> **EXERCISE DETAILS**:
The records follow. Give them all back exactly.

** DATASET RECORDS follows **

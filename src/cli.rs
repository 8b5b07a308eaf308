// Copyright (c) 2025 Soumyadip Sarkar.
// All rights reserved.
//
// This source code is licensed under the license found in the
// LICENSE file in the root directory of this source tree.

use clap::{arg, crate_description, crate_version, value_parser, ArgAction, Command};

pub fn build_cli() -> Command {
    Command::new("tradeclip")
        .version(crate_version!())
        .about(crate_description!())
        .subcommand(
            Command::new("portfolio")
                .about("Create and inspect portfolios")
                .subcommand(
                    Command::new("create")
                        .about("Create a portfolio on the server")
                        .arg(arg!(--name <NAME> "Portfolio name (letters, numbers, spaces)").required(true))
                        .arg(arg!(--currency <CCY> "Base currency").default_value("USD"))
                        .arg(
                            arg!(--holding <SPEC> "Initial holding as SYMBOL:QTY:PRICE:DATE (repeatable)")
                                .action(ArgAction::Append),
                        ),
                )
                .subcommand(
                    Command::new("list")
                        .about("List portfolios on the server")
                        .arg(arg!(--json "Print as JSON").action(ArgAction::SetTrue))
                        .arg(arg!(--jsonl "Print as JSON lines").action(ArgAction::SetTrue)),
                )
                .subcommand(
                    Command::new("show")
                        .about("Show one portfolio and its holdings")
                        .arg(arg!(<ID> "Portfolio id"))
                        .arg(arg!(--json "Print as JSON").action(ArgAction::SetTrue))
                        .arg(arg!(--jsonl "Print as JSON lines").action(ArgAction::SetTrue)),
                )
                .subcommand(
                    Command::new("set-default")
                        .about("Remember a portfolio id for tx add/import")
                        .arg(arg!(<ID> "Portfolio id")),
                ),
        )
        .subcommand(
            Command::new("stock")
                .about("Search the stock master")
                .subcommand(
                    Command::new("search")
                        .about("One-shot symbol/name search (min 2 characters)")
                        .arg(arg!(<QUERY> "Search text"))
                        .arg(arg!(--json "Print as JSON").action(ArgAction::SetTrue))
                        .arg(arg!(--jsonl "Print as JSON lines").action(ArgAction::SetTrue)),
                )
                .subcommand(
                    Command::new("pick")
                        .about("Interactive search-as-you-type; number selects, blank line quits"),
                ),
        )
        .subcommand(
            Command::new("broker")
                .about("Broker fee schedules")
                .subcommand(
                    Command::new("charges")
                        .about("Show a broker's fee schedule (cached after first fetch)")
                        .arg(arg!(<NAME> "Broker name"))
                        .arg(arg!(--refresh "Refetch even if cached").action(ArgAction::SetTrue)),
                )
                .subcommand(Command::new("list").about("List cached fee schedules")),
        )
        .subcommand(
            Command::new("tx")
                .about("Quote and submit trades")
                .subcommand(
                    Command::new("preview")
                        .about("Quote the charge breakdown for a trade")
                        .arg(arg!(--quantity <QTY> "Trade quantity").required(true))
                        .arg(arg!(--price <PRICE> "Price per unit").required(true))
                        .arg(arg!(--side <SIDE> "BUY or SELL").default_value("BUY"))
                        .arg(arg!(--broker <NAME> "Broker whose schedule to apply")),
                )
                .subcommand(
                    Command::new("add")
                        .about("Submit a trade to the server")
                        .arg(arg!(--portfolio <ID> "Portfolio id (default: the set-default one)"))
                        .arg(arg!(--symbol <SYMBOL> "Stock symbol, resolved via search"))
                        .arg(arg!(--"stock-id" <ID> "Stock id, skips symbol resolution"))
                        .arg(arg!(--side <SIDE> "BUY or SELL").required(true))
                        .arg(arg!(--quantity <QTY> "Trade quantity").required(true))
                        .arg(arg!(--price <PRICE> "Price per unit").required(true))
                        .arg(arg!(--date <DATE> "Trade date, YYYY-MM-DD").required(true))
                        .arg(arg!(--broker <NAME> "Broker name").required(true))
                        .arg(arg!(--"broker-txn-id" <ID> "Broker-assigned transaction id"))
                        .arg(arg!(--notes <TEXT> "Free-text notes"))
                        .arg(arg!(--"dry-run" "Validate and quote without submitting").action(ArgAction::SetTrue)),
                )
                .subcommand(
                    Command::new("history")
                        .about("Locally journaled submissions")
                        .arg(arg!(--limit <N> "Max rows").value_parser(value_parser!(usize)))
                        .arg(arg!(--json "Print as JSON").action(ArgAction::SetTrue))
                        .arg(arg!(--jsonl "Print as JSON lines").action(ArgAction::SetTrue)),
                ),
        )
        .subcommand(
            Command::new("import")
                .about("Batch-submit trades")
                .subcommand(
                    Command::new("transactions")
                        .about("Submit trades from a CSV file")
                        .arg(arg!(--path <FILE> "CSV path").required(true))
                        .arg(arg!(--portfolio <ID> "Portfolio id (default: the set-default one)"))
                        .arg(arg!(--"dry-run" "Validate without submitting").action(ArgAction::SetTrue)),
                ),
        )
        .subcommand(
            Command::new("export")
                .about("Export local data")
                .subcommand(
                    Command::new("submissions")
                        .about("Export the submission journal")
                        .arg(arg!(--format <FMT> "csv or json").default_value("csv"))
                        .arg(arg!(--out <FILE> "Output path").required(true)),
                ),
        )
        .subcommand(
            Command::new("server")
                .about("Backend server settings")
                .subcommand(
                    Command::new("set-url")
                        .about("Set the backend base URL")
                        .arg(arg!(<URL> "e.g. http://127.0.0.1:8000")),
                )
                .subcommand(Command::new("show").about("Show the configured base URL")),
        )
        .subcommand(Command::new("doctor").about("Check server reachability and cache integrity"))
}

** End of DATASET RECORDS **

> **RESPONSE**:
filename src/cli.rs
repository 8b5b07a308eaf308
// Copyright (c) 2025 Soumyadip Sarkar.
// All rights reserved.
//
// This source code is licensed under the license found in the
// LICENSE file in the root directory of this source tree.

use clap::{arg, crate_description, crate_version, value_parser, ArgAction, Command};

pub fn build_cli() -> Command {
    Command::new("tradeclip")
        .version(crate_version!())
        .about(crate_description!())
        .subcommand(
            Command::new("portfolio")
                .about("Create and inspect portfolios")
                .subcommand(
                    Command::new("create")
                        .about("Create a portfolio on the server")
                        .arg(arg!(--name <NAME> "Portfolio name (letters, numbers, spaces)").required(true))
                        .arg(arg!(--currency <CCY> "Base currency").default_value("USD"))
                        .arg(
                            arg!(--holding <SPEC> "Initial holding as SYMBOL:QTY:PRICE:DATE (repeatable)")
                                .action(ArgAction::Append),
                        ),
                )
                .subcommand(
                    Command::new("list")
                        .about("List portfolios on the server")
                        .arg(arg!(--json "Print as JSON").action(ArgAction::SetTrue))
                        .arg(arg!(--jsonl "Print as JSON lines").action(ArgAction::SetTrue)),
                )
                .subcommand(
                    Command::new("show")
                        .about("Show one portfolio and its holdings")
                        .arg(arg!(<ID> "Portfolio id"))
                        .arg(arg!(--json "Print as JSON").action(ArgAction::SetTrue))
                        .arg(arg!(--jsonl "Print as JSON lines").action(ArgAction::SetTrue)),
                )
                .subcommand(
                    Command::new("set-default")
                        .about("Remember a portfolio id for tx add/import")
                        .arg(arg!(<ID> "Portfolio id")),
                ),
        )
        .subcommand(
            Command::new("stock")
                .about("Search the stock master")
                .subcommand(
                    Command::new("search")
                        .about("One-shot symbol/name search (min 2 characters)")
                        .arg(arg!(<QUERY> "Search text"))
                        .arg(arg!(--json "Print as JSON").action(ArgAction::SetTrue))
                        .arg(arg!(--jsonl "Print as JSON lines").action(ArgAction::SetTrue)),
                )
                .subcommand(
                    Command::new("pick")
                        .about("Interactive search-as-you-type; number selects, blank line quits"),
                ),
        )
        .subcommand(
            Command::new("broker")
                .about("Broker fee schedules")
                .subcommand(
                    Command::new("charges")
                        .about("Show a broker's fee schedule (cached after first fetch)")
                        .arg(arg!(<NAME> "Broker name"))
                        .arg(arg!(--refresh "Refetch even if cached").action(ArgAction::SetTrue)),
                )
                .subcommand(Command::new("list").about("List cached fee schedules")),
        )
        .subcommand(
            Command::new("tx")
                .about("Quote and submit trades")
                .subcommand(
                    Command::new("preview")
                        .about("Quote the charge breakdown for a trade")
                        .arg(arg!(--quantity <QTY> "Trade quantity").required(true))
                        .arg(arg!(--price <PRICE> "Price per unit").required(true))
                        .arg(arg!(--side <SIDE> "BUY or SELL").default_value("BUY"))
                        .arg(arg!(--broker <NAME> "Broker whose schedule to apply")),
                )
                .subcommand(
                    Command::new("add")
                        .about("Submit a trade to the server")
                        .arg(arg!(--portfolio <ID> "Portfolio id (default: the set-default one)"))
                        .arg(arg!(--symbol <SYMBOL> "Stock symbol, resolved via search"))
                        .arg(arg!(--"stock-id" <ID> "Stock id, skips symbol resolution"))
                        .arg(arg!(--side <SIDE> "BUY or SELL").required(true))
                        .arg(arg!(--quantity <QTY> "Trade quantity").required(true))
                        .arg(arg!(--price <PRICE> "Price per unit").required(true))
                        .arg(arg!(--date <DATE> "Trade date, YYYY-MM-DD").required(true))
                        .arg(arg!(--broker <NAME> "Broker name").required(true))
                        .arg(arg!(--"broker-txn-id" <ID> "Broker-assigned transaction id"))
                        .arg(arg!(--notes <TEXT> "Free-text notes"))
                        .arg(arg!(--"dry-run" "Validate and quote without submitting").action(ArgAction::SetTrue)),
                )
                .subcommand(
                    Command::new("history")
                        .about("Locally journaled submissions")
                        .arg(arg!(--limit <N> "Max rows").value_parser(value_parser!(usize)))
                        .arg(arg!(--json "Print as JSON").action(ArgAction::SetTrue))
                        .arg(arg!(--jsonl "Print as JSON lines").action(ArgAction::SetTrue)),
                ),
        )
        .subcommand(
            Command::new("import")
                .about("Batch-submit trades")
                .subcommand(
                    Command::new("transactions")
                        .about("Submit trades from a CSV file")
                        .arg(arg!(--path <FILE> "CSV path").required(true))
                        .arg(arg!(--portfolio <ID> "Portfolio id (default: the set-default one)"))
                        .arg(arg!(--"dry-run" "Validate without submitting").action(ArgAction::SetTrue)),
                ),
        )
        .subcommand(
            Command::new("export")
                .about("Export local data")
                .subcommand(
                    Command::new("submissions")
                        .about("Export the submission journal")
                        .arg(arg!(--format <FMT> "csv or json").default_value("csv"))
                        .arg(arg!(--out <FILE> "Output path").required(true)),
                ),
        )
        .subcommand(
            Command::new("server")
                .about("Backend server settings")
                .subcommand(
                    Command::new("set-url")
                        .about("Set the backend base URL")
                        .arg(arg!(<URL> "e.g. http://127.0.0.1:8000")),
                )
                .subcommand(Command::new("show").about("Show the configured base URL")),
        )
        .subcommand(Command::new("doctor").about("Check server reachability and cache integrity"))
}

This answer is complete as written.